▶ REQUIRED WORK
Each line of the entries below that includes "Confirmed" belongs in your answer.

▶ EXERCISE DATA
▬▬▬▬▬▬▬▬▬▬
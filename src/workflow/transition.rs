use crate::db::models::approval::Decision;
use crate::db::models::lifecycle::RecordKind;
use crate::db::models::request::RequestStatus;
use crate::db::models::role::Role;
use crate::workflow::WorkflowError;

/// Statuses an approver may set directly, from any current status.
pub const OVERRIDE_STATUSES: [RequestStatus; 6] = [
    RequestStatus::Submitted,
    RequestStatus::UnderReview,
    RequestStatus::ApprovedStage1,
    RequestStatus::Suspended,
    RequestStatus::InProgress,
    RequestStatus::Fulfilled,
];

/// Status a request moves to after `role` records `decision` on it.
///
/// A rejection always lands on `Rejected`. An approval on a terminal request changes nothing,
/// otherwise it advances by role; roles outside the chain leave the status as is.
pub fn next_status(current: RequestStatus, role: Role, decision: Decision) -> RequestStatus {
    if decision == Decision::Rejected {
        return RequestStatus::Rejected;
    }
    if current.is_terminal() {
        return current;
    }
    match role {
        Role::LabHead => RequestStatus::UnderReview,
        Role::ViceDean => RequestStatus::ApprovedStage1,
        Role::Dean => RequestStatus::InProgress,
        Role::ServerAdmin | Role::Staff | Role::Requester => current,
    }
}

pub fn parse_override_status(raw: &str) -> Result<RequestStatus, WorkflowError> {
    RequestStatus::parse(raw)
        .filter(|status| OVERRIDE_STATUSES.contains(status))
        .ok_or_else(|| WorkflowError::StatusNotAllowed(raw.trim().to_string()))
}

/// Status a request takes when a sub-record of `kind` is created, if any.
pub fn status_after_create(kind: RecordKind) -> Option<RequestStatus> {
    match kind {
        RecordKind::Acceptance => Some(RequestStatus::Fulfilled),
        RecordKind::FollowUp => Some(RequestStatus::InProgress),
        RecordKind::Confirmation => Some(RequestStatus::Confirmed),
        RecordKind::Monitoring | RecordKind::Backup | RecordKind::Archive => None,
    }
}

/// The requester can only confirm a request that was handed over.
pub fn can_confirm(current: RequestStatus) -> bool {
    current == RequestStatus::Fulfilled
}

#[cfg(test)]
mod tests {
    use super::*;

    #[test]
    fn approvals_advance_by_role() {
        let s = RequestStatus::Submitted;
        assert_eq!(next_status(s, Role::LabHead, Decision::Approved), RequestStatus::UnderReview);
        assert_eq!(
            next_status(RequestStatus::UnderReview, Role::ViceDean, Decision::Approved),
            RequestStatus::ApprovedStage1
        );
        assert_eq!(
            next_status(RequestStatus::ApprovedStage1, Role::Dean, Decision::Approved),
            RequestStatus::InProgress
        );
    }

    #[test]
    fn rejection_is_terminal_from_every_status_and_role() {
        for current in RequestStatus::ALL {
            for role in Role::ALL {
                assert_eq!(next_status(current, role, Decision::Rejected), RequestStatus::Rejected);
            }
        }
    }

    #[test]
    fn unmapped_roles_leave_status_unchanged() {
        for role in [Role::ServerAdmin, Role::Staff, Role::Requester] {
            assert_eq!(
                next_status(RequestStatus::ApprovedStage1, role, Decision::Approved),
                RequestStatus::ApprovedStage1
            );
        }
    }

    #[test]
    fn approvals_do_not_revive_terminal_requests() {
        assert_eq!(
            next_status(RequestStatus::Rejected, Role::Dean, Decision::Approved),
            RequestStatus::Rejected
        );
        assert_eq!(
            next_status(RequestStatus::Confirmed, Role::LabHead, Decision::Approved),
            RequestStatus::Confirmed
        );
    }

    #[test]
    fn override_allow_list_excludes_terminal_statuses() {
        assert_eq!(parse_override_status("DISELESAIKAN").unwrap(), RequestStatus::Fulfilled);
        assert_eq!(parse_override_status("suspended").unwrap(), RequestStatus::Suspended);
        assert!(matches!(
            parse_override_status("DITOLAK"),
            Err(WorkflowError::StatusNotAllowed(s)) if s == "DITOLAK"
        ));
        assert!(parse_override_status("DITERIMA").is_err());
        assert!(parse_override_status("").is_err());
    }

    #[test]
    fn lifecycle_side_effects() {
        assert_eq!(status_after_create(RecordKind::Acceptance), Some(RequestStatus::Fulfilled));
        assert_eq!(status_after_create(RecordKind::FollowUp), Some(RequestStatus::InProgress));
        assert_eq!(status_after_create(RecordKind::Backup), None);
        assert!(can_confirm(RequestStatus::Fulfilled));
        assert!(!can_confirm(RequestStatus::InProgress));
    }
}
▬▬▬▬▬▬▬▬▬▬
▶ RESULT OF THIS EXERCISE
        RecordKind::Confirmation => Some(RequestStatus::Confirmed),
            next_status(RequestStatus::Confirmed, Role::LabHead, Decision::Approved),
            RequestStatus::Confirmed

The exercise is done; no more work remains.